(WHAT IS NEEDED):
Go through the listing below, count the lines that contain "this", and state the number alone.

(DATA EXTRACT):
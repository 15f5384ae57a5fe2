//! Hooks around every message the engine applies

use crate::engine::ApplyOutcome;
use crate::error::DecodeError;
use crate::protocol::Message;

/// Intercepts decoded messages on their way into the engine.
///
/// `before` runs ahead of any state change and `after` once the message is
/// applied. `outcome` is `None` for unrecognized message kinds, which
/// change nothing.
pub trait Middleware {
    fn before(&mut self, message: &Message);

    fn after(&mut self, message: &Message, outcome: Option<&ApplyOutcome>);

    /// Called for every line that failed to decode.
    fn on_decode_error(&mut self, _error: &DecodeError) {}
}

/// A middleware that does nothing
#[derive(Debug, Clone, Copy, Default)]
pub struct NoopMiddleware;

impl Middleware for NoopMiddleware {
    fn before(&mut self, _message: &Message) {}
    fn after(&mut self, _message: &Message, _outcome: Option<&ApplyOutcome>) {}
}

/// Logs every message through `tracing` at debug level
#[derive(Debug, Clone, Default)]
pub struct LoggingMiddleware {
    pub log_before: bool,
    pub log_after: bool,
}

impl LoggingMiddleware {
    /// Log after apply only
    pub fn new() -> Self {
        Self {
            log_before: false,
            log_after: true,
        }
    }

    /// Log both before and after apply
    pub fn verbose() -> Self {
        Self {
            log_before: true,
            log_after: true,
        }
    }
}

impl Middleware for LoggingMiddleware {
    fn before(&mut self, message: &Message) {
        if self.log_before {
            tracing::debug!(kind = %message.name(), surface_id = ?message.surface_id(), "Applying message");
        }
    }

    fn after(&mut self, message: &Message, outcome: Option<&ApplyOutcome>) {
        if !self.log_after {
            return;
        }
        match outcome {
            Some(outcome) => tracing::debug!(
                kind = %message.name(),
                surface_id = %outcome.surface_id,
                components = outcome.changed_components.len(),
                paths = outcome.changed_paths.len(),
                created = outcome.created_surface,
                "Message applied"
            ),
            None => tracing::debug!(kind = %message.name(), "Message ignored"),
        }
    }

    fn on_decode_error(&mut self, error: &DecodeError) {
        tracing::debug!(line = error.line, %error, "Line rejected");
    }
}

/// Runs several middlewares in sequence
#[derive(Default)]
pub struct ComposedMiddleware {
    middlewares: Vec<Box<dyn Middleware + Send>>,
}

impl std::fmt::Debug for ComposedMiddleware {
    fn fmt(&self, f: &mut std::fmt::Formatter<'_>) -> std::fmt::Result {
        f.debug_struct("ComposedMiddleware")
            .field("middlewares_count", &self.middlewares.len())
            .finish()
    }
}

impl ComposedMiddleware {
    pub fn new() -> Self {
        Self::default()
    }

    pub fn add<M: Middleware + Send + 'static>(&mut self, middleware: M) {
        self.middlewares.push(Box::new(middleware));
    }

    pub fn with<M: Middleware + Send + 'static>(mut self, middleware: M) -> Self {
        self.add(middleware);
        self
    }

    pub fn len(&self) -> usize {
        self.middlewares.len()
    }

    pub fn is_empty(&self) -> bool {
        self.middlewares.is_empty()
    }
}

impl Middleware for ComposedMiddleware {
    fn before(&mut self, message: &Message) {
        for middleware in &mut self.middlewares {
            middleware.before(message);
        }
    }

    fn after(&mut self, message: &Message, outcome: Option<&ApplyOutcome>) {
        // Reverse order so hooks nest
        for middleware in self.middlewares.iter_mut().rev() {
            middleware.after(message, outcome);
        }
    }

    fn on_decode_error(&mut self, error: &DecodeError) {
        for middleware in &mut self.middlewares {
            middleware.on_decode_error(error);
        }
    }
}

#[cfg(test)]
mod tests {
    use super::*;
    use crate::protocol::decode_line;
    use std::sync::{Arc, Mutex};

    struct Recording {
        name: &'static str,
        calls: Arc<Mutex<Vec<String>>>,
    }

    impl Middleware for Recording {
        fn before(&mut self, message: &Message) {
            self.calls
                .lock()
                .unwrap()
                .push(format!("{}:before:{}", self.name, message.name()));
        }

        fn after(&mut self, message: &Message, outcome: Option<&ApplyOutcome>) {
            self.calls.lock().unwrap().push(format!(
                "{}:after:{}:{}",
                self.name,
                message.name(),
                outcome.is_some()
            ));
        }

        fn on_decode_error(&mut self, error: &DecodeError) {
            self.calls
                .lock()
                .unwrap()
                .push(format!("{}:error:{}", self.name, error.line));
        }
    }

    #[test]
    fn test_composed_middleware_nests_hooks() {
        let calls = Arc::new(Mutex::new(Vec::new()));
        let mut composed = ComposedMiddleware::new()
            .with(Recording {
                name: "a",
                calls: calls.clone(),
            })
            .with(Recording {
                name: "b",
                calls: calls.clone(),
            });
        assert_eq!(composed.len(), 2);

        let message = decode_line(r#"{"ping": {}}"#, 1).unwrap();
        composed.before(&message);
        composed.after(&message, None);
        composed.on_decode_error(&decode_line("", 9).unwrap_err());

        assert_eq!(
            *calls.lock().unwrap(),
            vec![
                "a:before:ping",
                "b:before:ping",
                "b:after:ping:false",
                "a:after:ping:false",
                "a:error:9",
                "b:error:9",
            ]
        );
    }
}
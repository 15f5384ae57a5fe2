//! Widget registry and the render walk
//!
//! The host supplies a [`WidgetRegistry`] that turns a component type and
//! its resolved props into a visual instance of its own type `W`. The walk
//! starts at the surface's declared root and follows each node's child
//! shape, producing a [`RenderTree`] the host can draw.
//!
//! Faults never abort the walk:
//!
//! - a child id that has not arrived yet renders as an empty slot
//! - a type without a factory renders through the registry's placeholder
//! - a node that is its own ancestor renders empty, siblings are unaffected
//! - walks deeper than the depth limit, or longer than the node budget,
//!   are cut at that slot

use std::borrow::Cow;
use std::collections::{BTreeMap, HashMap};

use serde_json::Value;

use crate::action::ActionTemplate;
use crate::catalog::{ComponentCatalog, ComponentTraits};
use crate::config::EngineConfig;
use crate::data_model::{DataModel, DataPath};
use crate::error::Fault;
use crate::graph::{ComponentNode, PropValue, Props};
use crate::surface::Surface;
use crate::value::{BoundValue, DataValue};

/// Everything a widget factory may look at while building one widget.
#[derive(Clone, Copy)]
pub struct WidgetContext<'a> {
    surface_id: &'a str,
    node: &'a ComponentNode,
    model: &'a DataModel,
    catalog: &'a ComponentCatalog,
}

impl<'a> WidgetContext<'a> {
    pub fn new(
        surface_id: &'a str,
        node: &'a ComponentNode,
        model: &'a DataModel,
        catalog: &'a ComponentCatalog,
    ) -> Self {
        Self {
            surface_id,
            node,
            model,
            catalog,
        }
    }

    pub fn surface_id(&self) -> &'a str {
        self.surface_id
    }

    pub fn id(&self) -> &'a str {
        &self.node.id
    }

    pub fn kind(&self) -> &'a str {
        &self.node.kind
    }

    pub fn node(&self) -> &'a ComponentNode {
        self.node
    }

    pub fn props(&self) -> &'a Props {
        &self.node.props
    }

    pub fn model(&self) -> &'a DataModel {
        self.model
    }

    pub fn traits(&self) -> ComponentTraits {
        self.catalog.traits_of(self.node)
    }

    /// The resolved value of a bound prop, or `None` when the prop is not
    /// bound or its reference is absent.
    pub fn value(&self, prop: &str) -> Option<&'a DataValue> {
        self.node.props.bound(prop)?.resolve(self.model)
    }

    /// A bound prop as text. Absent resolves to `""`.
    pub fn text(&self, prop: &str) -> Cow<'a, str> {
        match self.node.props.bound(prop) {
            Some(bound) => bound.resolve_text(self.model),
            None => Cow::Borrowed(self.raw_str(prop).unwrap_or("")),
        }
    }

    /// A bound prop as a flag. Absent or non-boolean resolves to `false`.
    pub fn flag(&self, prop: &str) -> bool {
        self.node
            .props
            .bound(prop)
            .is_some_and(|bound| bound.resolve_bool(self.model))
    }

    /// A bound prop as a list. Absent or scalar resolves to empty.
    pub fn list(&self, prop: &str) -> &'a [DataValue] {
        self.node
            .props
            .bound(prop)
            .map(|bound| bound.resolve_list(self.model))
            .unwrap_or(&[])
    }

    pub fn raw(&self, prop: &str) -> Option<&'a Value> {
        self.node.props.raw(prop)
    }

    pub fn raw_str(&self, prop: &str) -> Option<&'a str> {
        self.node.props.raw_str(prop)
    }

    pub fn action(&self) -> Option<&'a ActionTemplate> {
        self.node.props.action()
    }

    /// The writable binding of this component, as `(prop, value)`.
    pub fn binding(&self) -> Option<(&'a str, &'a BoundValue)> {
        self.catalog.binding_of(self.node)
    }

    /// Current value behind the writable binding.
    pub fn bound_value(&self) -> Option<&'a DataValue> {
        self.binding()
            .and_then(|(_, bound)| bound.resolve(self.model))
    }

    /// Resolve a bound value found inside a raw prop, such as an option
    /// label `{"literalString": "..."}` inside a list of options.
    pub fn resolve_raw(&self, value: &Value) -> Option<DataValue> {
        let map = value.as_object()?;
        let bound = crate::protocol::decode_bound(map).ok()??;
        bound.resolve(self.model).cloned()
    }
}

type Factory<W> = Box<dyn Fn(&WidgetContext<'_>) -> W + Send + Sync>;

/// Type name to widget factory map, with a placeholder for unknown types.
pub struct WidgetRegistry<W> {
    factories: HashMap<String, Factory<W>>,
    placeholder: Factory<W>,
}

impl<W> std::fmt::Debug for WidgetRegistry<W> {
    fn fmt(&self, f: &mut std::fmt::Formatter<'_>) -> std::fmt::Result {
        let mut kinds: Vec<&str> = self.factories.keys().map(String::as_str).collect();
        kinds.sort_unstable();
        f.debug_struct("WidgetRegistry").field("kinds", &kinds).finish()
    }
}

impl<W> WidgetRegistry<W> {
    /// An empty registry. `placeholder` builds the inert widget shown for
    /// types with no factory.
    pub fn new(placeholder: impl Fn(&WidgetContext<'_>) -> W + Send + Sync + 'static) -> Self {
        Self {
            factories: HashMap::new(),
            placeholder: Box::new(placeholder),
        }
    }

    pub fn register(
        &mut self,
        kind: impl Into<String>,
        factory: impl Fn(&WidgetContext<'_>) -> W + Send + Sync + 'static,
    ) -> &mut Self {
        self.factories.insert(kind.into(), Box::new(factory));
        self
    }

    pub fn with(
        mut self,
        kind: impl Into<String>,
        factory: impl Fn(&WidgetContext<'_>) -> W + Send + Sync + 'static,
    ) -> Self {
        self.register(kind, factory);
        self
    }

    pub fn contains(&self, kind: &str) -> bool {
        self.factories.contains_key(kind)
    }

    /// Build the widget for `ctx`. The flag is `true` when the placeholder
    /// was used.
    pub fn build(&self, ctx: &WidgetContext<'_>) -> (W, bool) {
        match self.factories.get(ctx.kind()) {
            Some(factory) => (factory(ctx), false),
            None => ((self.placeholder)(ctx), true),
        }
    }
}

/// Props of one node with every binding resolved. The widget type of the
/// engine's built-in registry.
#[derive(Debug, Clone, Default, PartialEq)]
pub struct ResolvedProps {
    /// Bound props that resolved to a value.
    pub values: BTreeMap<String, DataValue>,
    /// Bound props whose reference is absent.
    pub absent: Vec<String>,
    /// Name of the action template, if any.
    pub action: Option<String>,
    /// Props kept verbatim.
    pub raw: BTreeMap<String, Value>,
}

impl ResolvedProps {
    pub fn resolve(ctx: &WidgetContext<'_>) -> Self {
        let mut resolved = Self::default();
        for (name, prop) in ctx.props().iter() {
            match prop {
                PropValue::Bound(bound) => match bound.resolve(ctx.model()) {
                    Some(value) => {
                        resolved.values.insert(name.to_string(), value.clone());
                    }
                    None => resolved.absent.push(name.to_string()),
                },
                PropValue::Action(template) => resolved.action = Some(template.name.clone()),
                PropValue::Raw(value) => {
                    resolved.raw.insert(name.to_string(), value.clone());
                }
                PropValue::Children(_) => {}
            }
        }
        resolved
    }

    pub fn get(&self, prop: &str) -> Option<&DataValue> {
        self.values.get(prop)
    }

    /// A registry that resolves every type in `catalog`; anything else
    /// still resolves but is reported as a placeholder.
    pub fn registry(catalog: &ComponentCatalog) -> WidgetRegistry<Self> {
        let mut registry = WidgetRegistry::new(Self::resolve);
        for kind in catalog.kinds() {
            registry.register(kind, Self::resolve);
        }
        registry
    }
}

/// Why a child slot rendered nothing.
#[derive(Debug, Clone, Copy, PartialEq, Eq, Hash)]
pub enum EmptyReason {
    /// The id has not been declared yet.
    Missing,
    /// The id is already on the path from the root.
    Cycle,
    /// The walk reached its depth limit.
    DepthLimit,
    /// The walk used up its node budget.
    Budget,
}

/// A drawn component.
#[derive(Debug, Clone, PartialEq)]
pub struct RenderNode<W> {
    pub id: String,
    pub kind: String,
    pub widget: W,
    /// `true` when the type had no factory and `widget` is the placeholder.
    pub placeholder: bool,
    pub traits: ComponentTraits,
    pub weight: Option<f64>,
    /// Data paths this node's props read. A change at or above one of
    /// these means the node needs redrawing.
    pub bindings: Vec<DataPath>,
    pub children: Vec<RenderChild<W>>,
}

impl<W> RenderNode<W> {
    /// Child nodes that rendered, skipping empty slots.
    pub fn child_nodes(&self) -> impl Iterator<Item = &RenderNode<W>> {
        self.children.iter().filter_map(RenderChild::node)
    }

    /// Depth-first search for `id` in this subtree.
    pub fn find(&self, id: &str) -> Option<&RenderNode<W>> {
        if self.id == id {
            return Some(self);
        }
        self.child_nodes().find_map(|child| child.find(id))
    }

    /// Visit this subtree depth-first, parents before children.
    pub fn walk<'a>(&'a self, visit: &mut impl FnMut(&'a RenderNode<W>, usize)) {
        self.walk_at(0, visit);
    }

    fn walk_at<'a>(&'a self, depth: usize, visit: &mut impl FnMut(&'a RenderNode<W>, usize)) {
        visit(self, depth);
        for child in self.child_nodes() {
            child.walk_at(depth + 1, visit);
        }
    }

    /// Whether any binding of this node is affected by a change at `changed`.
    pub fn depends_on(&self, changed: &DataPath) -> bool {
        self.bindings
            .iter()
            .any(|path| changed.is_ancestor_or_equal(path))
    }
}

/// One child slot of a [`RenderNode`].
#[derive(Debug, Clone, PartialEq)]
pub enum RenderChild<W> {
    Node(RenderNode<W>),
    Empty { id: String, reason: EmptyReason },
}

impl<W> RenderChild<W> {
    pub fn node(&self) -> Option<&RenderNode<W>> {
        match self {
            Self::Node(node) => Some(node),
            Self::Empty { .. } => None,
        }
    }

    pub fn id(&self) -> &str {
        match self {
            Self::Node(node) => &node.id,
            Self::Empty { id, .. } => id,
        }
    }

    pub fn is_empty(&self) -> bool {
        matches!(self, Self::Empty { .. })
    }
}

/// The result of walking one surface.
#[derive(Debug, Clone, PartialEq)]
pub struct RenderTree<W> {
    pub surface_id: String,
    /// `None` until the surface declares a root; an empty slot while the
    /// root component itself has not arrived.
    pub root: Option<RenderChild<W>>,
    /// Faults raised during the walk, in walk order.
    pub faults: Vec<Fault>,
}

impl<W> RenderTree<W> {
    pub fn root_node(&self) -> Option<&RenderNode<W>> {
        self.root.as_ref().and_then(RenderChild::node)
    }

    pub fn find(&self, id: &str) -> Option<&RenderNode<W>> {
        self.root_node().and_then(|root| root.find(id))
    }

    /// Every rendered node, depth-first.
    pub fn nodes(&self) -> Vec<&RenderNode<W>> {
        let mut nodes = Vec::new();
        if let Some(root) = self.root_node() {
            root.walk(&mut |node, _| nodes.push(node));
        }
        nodes
    }

    /// Ids of nodes whose bindings are affected by any of `changed`.
    pub fn affected_by(&self, changed: &[DataPath]) -> Vec<&str> {
        self.nodes()
            .into_iter()
            .filter(|node| changed.iter().any(|path| node.depends_on(path)))
            .map(|node| node.id.as_str())
            .collect()
    }
}

/// Walk `surface` from its root through `registry`.
pub fn render_surface<W>(
    surface: &Surface,
    catalog: &ComponentCatalog,
    registry: &WidgetRegistry<W>,
    config: &EngineConfig,
) -> RenderTree<W> {
    let mut walker = Walker {
        surface,
        catalog,
        registry,
        max_depth: config.max_render_depth,
        budget: config.max_render_nodes,
        ancestors: Vec::new(),
        faults: Vec::new(),
    };
    let root = surface.root().map(|root| walker.visit(root, 0));
    RenderTree {
        surface_id: surface.id().to_string(),
        root,
        faults: walker.faults,
    }
}

struct Walker<'a, W> {
    surface: &'a Surface,
    catalog: &'a ComponentCatalog,
    registry: &'a WidgetRegistry<W>,
    max_depth: usize,
    budget: usize,
    /// Ids on the path from the root to the node being visited.
    ancestors: Vec<&'a str>,
    faults: Vec<Fault>,
}

impl<'a, W> Walker<'a, W> {
    fn empty(id: &str, reason: EmptyReason) -> RenderChild<W> {
        RenderChild::Empty {
            id: id.to_string(),
            reason,
        }
    }

    fn visit(&mut self, id: &'a str, depth: usize) -> RenderChild<W> {
        let surface_id = self.surface.id();

        let Some(node) = self.surface.graph().get(id) else {
            tracing::debug!(surface_id, component_id = id, "child not declared yet");
            return Self::empty(id, EmptyReason::Missing);
        };
        if self.ancestors.contains(&id) {
            tracing::warn!(surface_id, component_id = id, "cycle in component graph");
            self.faults.push(Fault::CyclicGraph {
                surface_id: surface_id.to_string(),
                component_id: id.to_string(),
            });
            return Self::empty(id, EmptyReason::Cycle);
        }
        if depth >= self.max_depth {
            tracing::warn!(surface_id, component_id = id, limit = self.max_depth, "render depth limit");
            self.faults.push(Fault::DepthLimit {
                surface_id: surface_id.to_string(),
                component_id: id.to_string(),
                limit: self.max_depth,
            });
            return Self::empty(id, EmptyReason::DepthLimit);
        }
        if self.budget == 0 {
            tracing::debug!(surface_id, component_id = id, "render node budget exhausted");
            return Self::empty(id, EmptyReason::Budget);
        }
        self.budget -= 1;

        let ctx = WidgetContext::new(surface_id, node, self.surface.model(), self.catalog);
        let (widget, placeholder) = self.registry.build(&ctx);
        if placeholder {
            tracing::warn!(surface_id, component_id = id, kind = %node.kind, "unknown component type");
            self.faults.push(Fault::UnknownComponentType {
                surface_id: surface_id.to_string(),
                component_id: id.to_string(),
                kind: node.kind.clone(),
            });
        }

        self.ancestors.push(id);
        let children = self
            .catalog
            .children_of(node)
            .into_iter()
            .map(|child| self.visit(child, depth + 1))
            .collect();
        self.ancestors.pop();

        RenderChild::Node(RenderNode {
            id: node.id.clone(),
            kind: node.kind.clone(),
            widget,
            placeholder,
            traits: self.catalog.traits_of(node),
            weight: node.weight,
            bindings: node.props.dependencies().into_iter().cloned().collect(),
            children,
        })
    }
}
pub mod classifier;
pub mod file_walker;
pub mod matcher;
pub mod relocator;
pub mod search;

pub use classifier::ClassificationRules;
pub use file_walker::{WalkEvent, WalkOutcome, Walker};
pub use matcher::TextMatcher;
pub use relocator::{
    unique_destination, RelocationEntry, RelocationMode, RelocationOutcome, RelocationReport,
    Relocator,
};
pub use search::{InputError, MatchRecord, SearchRequest};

(REPLY):
5